Brian vit avec sa famille au cœur des Appalaches. Géographiquement isolés, socialement marginalisés, ils sont les derniers hillbillies. Le documentaire de Diane-Sara Bouzgarrou et Thomas Jenkoe part à leur rencontre.
Le « Hillbilly » est une figure connue des cinéphiles : cet équivalent montagnard du redneck des plaines, supposément aussi laid et violent que consanguin, est devenu un être quasi mythologique. Dans Délivrance de John Boorman, pour ne citer qu’un film, ce sont bien des « Hillbillies » qui s’en prennent aux citadins venus s’aventurer sur leur territoire pour un weekend en canoé. Une image dont Brian, protagoniste de The Last Hillbilly, a bien conscience : dès le début du film, il dresse face caméra son autoportrait ironique, énumérant les clichés dont lui et les siens sont affublés dans l’imaginaire collectif.
Passée cette scène, The Last Hillbilly ne contient presque plus d’entretien avec ses protagonistes. La méthode des réalisateurs est autre : filmer directement le réel, en l’augmentant par tous les moyens habituellement réservés à la fiction pour atteindre la vérité qu’ils recherchent. Une musique lancinante et omniprésente, comme si planait sur les montagnes la complainte de ses habitants. Une image souvent désaturée, plongeant les paysages dans une atmosphère de fin du monde. Parmi leurs nombreuses influences, les réalisateurs évoquent d’ailleurs Cormac McCarthy, auteur du célèbre roman post-apocalyptique La Route (2006), ou bien William Faulkner, dont l’œuvre se déroule toujours dans un vieux Sud en déréliction. Que ces influences soient littéraires n’est pas anodin ; le texte revêt dans le film une grande importance. Car Brian est aussi poète, et ses puissantes récitations accompagnent le spectateur du début à la fin du film – une poésie en prose élégiaque, parfois presque hurlée, particulièrement saisissante.
The Last Hillbilly n’est parfois pas sans évoquer Braguino de Clément Cogitore, sorti en 2019 ; suivant une famille vivant dans une région reculée de la Sibérie, le film donnait également l’étrange impression de plonger dans un autre espace-temps, au cœur d’une nature sauvage aux paysages somptueux. Même si Brian et sa famille sont moins isolés, la façon de filmer notamment les enfants et leur rapport à ces endroits si atypiques pour le spectateur citadin européen était en partie similaire. La comparaison cependant permet de prendre conscience de la singularité de The Last Hillbilly, à savoir l’intimité bien plus forte qu’ont les réalisateurs avec leur sujet.
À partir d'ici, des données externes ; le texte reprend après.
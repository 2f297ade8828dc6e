use bart_core::{BlockRecord, Key, SessionStatus};
use std::path::PathBuf;
use thiserror::Error;

/// The response device cannot be queried. Fatal for the running session.
#[derive(Debug, Clone, Error, PartialEq)]
#[error("response device unavailable: {message}")]
pub struct DeviceError {
    pub message: String,
}

impl DeviceError {
    pub fn new(message: impl Into<String>) -> Self {
        Self {
            message: message.into(),
        }
    }
}

/// A marker could not be delivered. Logged and dropped, never propagated.
#[derive(Debug, Clone, Error, PartialEq)]
#[error("trigger {code} not delivered: {reason}")]
pub struct TriggerError {
    pub code: u8,
    pub reason: String,
}

/// Settings failed to load or do not describe a runnable task.
#[derive(Debug, Error)]
pub enum SettingsError {
    #[error("cannot read settings from {path}")]
    Read {
        path: PathBuf,
        #[source]
        source: std::io::Error,
    },
    #[error("settings are not valid JSON")]
    Parse(#[from] serde_json::Error),
    #[error("no conditions configured")]
    NoConditions,
    #[error("condition `{0}` has no parameters")]
    UnknownCondition(String),
    #[error("condition `{condition}` must allow at least one pump")]
    ZeroMaxPumps { condition: String },
    #[error("condition `{condition}` has non-positive delta {delta}")]
    InvalidDelta { condition: String, delta: f64 },
    #[error("total_blocks must be at least 1")]
    ZeroBlocks,
    #[error("trials_per_block must be at least 1")]
    ZeroTrials,
    #[error("key `{0}` is bound to more than one action")]
    KeyClash(Key),
    #[error("no continue key configured")]
    NoContinueKey,
    #[error("balloon scale range invalid (initial {initial}, max {max})")]
    ScaleRange { initial: f32, max: f32 },
}

/// Why a trial, block or session stopped before its natural end.
#[derive(Debug, Clone, Error, PartialEq)]
pub enum Interruption {
    #[error(transparent)]
    Device(#[from] DeviceError),
    #[error("aborted by operator")]
    Aborted,
}

impl Interruption {
    pub fn status(&self) -> SessionStatus {
        match self {
            Self::Device(e) => SessionStatus::DeviceFailure {
                message: e.message.clone(),
            },
            Self::Aborted => SessionStatus::Aborted,
        }
    }
}

/// A block that stopped early, with the trials that did finish.
#[derive(Debug, Clone, Error, PartialEq)]
#[error("block interrupted: {cause}")]
pub struct BlockInterrupted {
    pub partial: BlockRecord,
    #[source]
    pub cause: Interruption,
}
Ceux-ci adoptent un point de vue moins extérieur, dont on sent qu’il est issu d’une prise de contact longue, d’une relation sincère avec Brian et sa famille. Une intimité sans voyeurisme que nous invitent à partager les réalisateurs de ce film dont on craint qu’il ne peine à trouver sa place en cette période si concurrentielle, mais dont l’expérience mérite d’être vécue.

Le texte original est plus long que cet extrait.